*** Opening of Dataset excerpts ***
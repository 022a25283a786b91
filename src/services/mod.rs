//! Business logic layer
//!
//! Services sit between the CLI and the store: they validate input, apply
//! mutations, persist the portfolio, and emit trace events. All derived
//! numbers come from the engine; services never do their own arithmetic on
//! amounts.

pub mod budget;
pub mod debt;
pub mod expense;
pub mod income;

pub use budget::BudgetService;
pub use debt::DebtService;
pub use expense::ExpenseService;
pub use income::IncomeService;

use tracing::warn;

use crate::config::{InvalidInputPolicy, Settings};
use crate::error::{OutlayError, OutlayResult};
use crate::models::Money;

/// Parse an amount from raw input, honoring the configured policy
///
/// Under [`InvalidInputPolicy::Reject`] a malformed amount is a typed
/// error. Under [`InvalidInputPolicy::Zero`] it coerces to zero with a
/// logged warning — the compatibility behavior for data sets that relied
/// on forgiving input handling.
pub fn parse_amount(raw: &str, settings: &Settings) -> OutlayResult<Money> {
    match raw.parse::<Money>() {
        Ok(amount) => Ok(amount),
        Err(parse_err) => match settings.invalid_input {
            InvalidInputPolicy::Reject => {
                Err(OutlayError::invalid_amount(raw, parse_err.to_string()))
            }
            InvalidInputPolicy::Zero => {
                warn!(input = raw, "coercing malformed amount to zero");
                Ok(Money::zero())
            }
        },
    }
}

/// Parse a non-negative amount from raw input
///
/// Same policy handling as [`parse_amount`], plus a validation error for
/// negative values (expense amounts, debt balances, and payments are all
/// non-negative by construction).
pub fn parse_non_negative_amount(raw: &str, settings: &Settings) -> OutlayResult<Money> {
    let amount = parse_amount(raw, settings)?;
    if amount.is_negative() {
        return Err(OutlayError::Validation(format!(
            "Amount cannot be negative: {}",
            raw
        )));
    }
    Ok(amount)
}
//! Custom error types for outlay
//!
//! This module defines the error hierarchy for the application using thiserror
//! for ergonomic error definitions.

use thiserror::Error;

/// The main error type for outlay operations
#[derive(Error, Debug)]
pub enum OutlayError {
    /// Configuration-related errors
    #[error("Configuration error: {0}")]
    Config(String),

    /// File I/O errors
    #[error("I/O error: {0}")]
    Io(String),

    /// JSON serialization/deserialization errors
    #[error("JSON error: {0}")]
    Json(String),

    /// Validation errors for data models
    #[error("Validation error: {0}")]
    Validation(String),

    /// An amount that does not parse to a usable monetary value
    #[error("Invalid amount '{input}': {reason}")]
    InvalidAmount { input: String, reason: String },

    /// A recurrence frequency outside the supported set
    #[error("Unknown frequency: {0}")]
    UnknownFrequency(String),

    /// A debt payment that is zero or negative
    #[error("Payment must be positive, got {0}")]
    InvalidPayment(String),

    /// Entity not found errors
    #[error("{entity_type} not found: {identifier}")]
    NotFound {
        entity_type: &'static str,
        identifier: String,
    },

    /// Duplicate entity errors
    #[error("{entity_type} already exists: {identifier}")]
    Duplicate {
        entity_type: &'static str,
        identifier: String,
    },

    /// Import errors
    #[error("Import error: {0}")]
    Import(String),

    /// Export errors
    #[error("Export error: {0}")]
    Export(String),

    /// Storage errors
    #[error("Storage error: {0}")]
    Storage(String),
}

impl OutlayError {
    /// Create a "not found" error for expenses
    pub fn expense_not_found(identifier: impl Into<String>) -> Self {
        Self::NotFound {
            entity_type: "Expense",
            identifier: identifier.into(),
        }
    }

    /// Create a "not found" error for debts
    pub fn debt_not_found(identifier: impl Into<String>) -> Self {
        Self::NotFound {
            entity_type: "Debt",
            identifier: identifier.into(),
        }
    }

    /// Create a "not found" error for budgets
    pub fn budget_not_found(identifier: impl Into<String>) -> Self {
        Self::NotFound {
            entity_type: "Budget",
            identifier: identifier.into(),
        }
    }

    /// Create an invalid-amount error from a raw input string
    pub fn invalid_amount(input: impl Into<String>, reason: impl Into<String>) -> Self {
        Self::InvalidAmount {
            input: input.into(),
            reason: reason.into(),
        }
    }

    /// Check if this is a "not found" error
    pub fn is_not_found(&self) -> bool {
        matches!(self, Self::NotFound { .. })
    }

    /// Check if this is a validation error
    pub fn is_validation(&self) -> bool {
        matches!(self, Self::Validation(_))
    }
}

// Implement From traits for common error types

impl From<std::io::Error> for OutlayError {
    fn from(err: std::io::Error) -> Self {
        Self::Io(err.to_string())
    }
}

impl From<serde_json::Error> for OutlayError {
    fn from(err: serde_json::Error) -> Self {
        Self::Json(err.to_string())
    }
}

/// Result type alias for outlay operations
pub type OutlayResult<T> = Result<T, OutlayError>;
*** Close of Dataset excerpts ***
What you will do – Which of the lines in the listing above include "handling"? Report each of them.

Response box –
/// on forgiving input handling.
/// Same policy handling as [`parse_amount`], plus a validation error for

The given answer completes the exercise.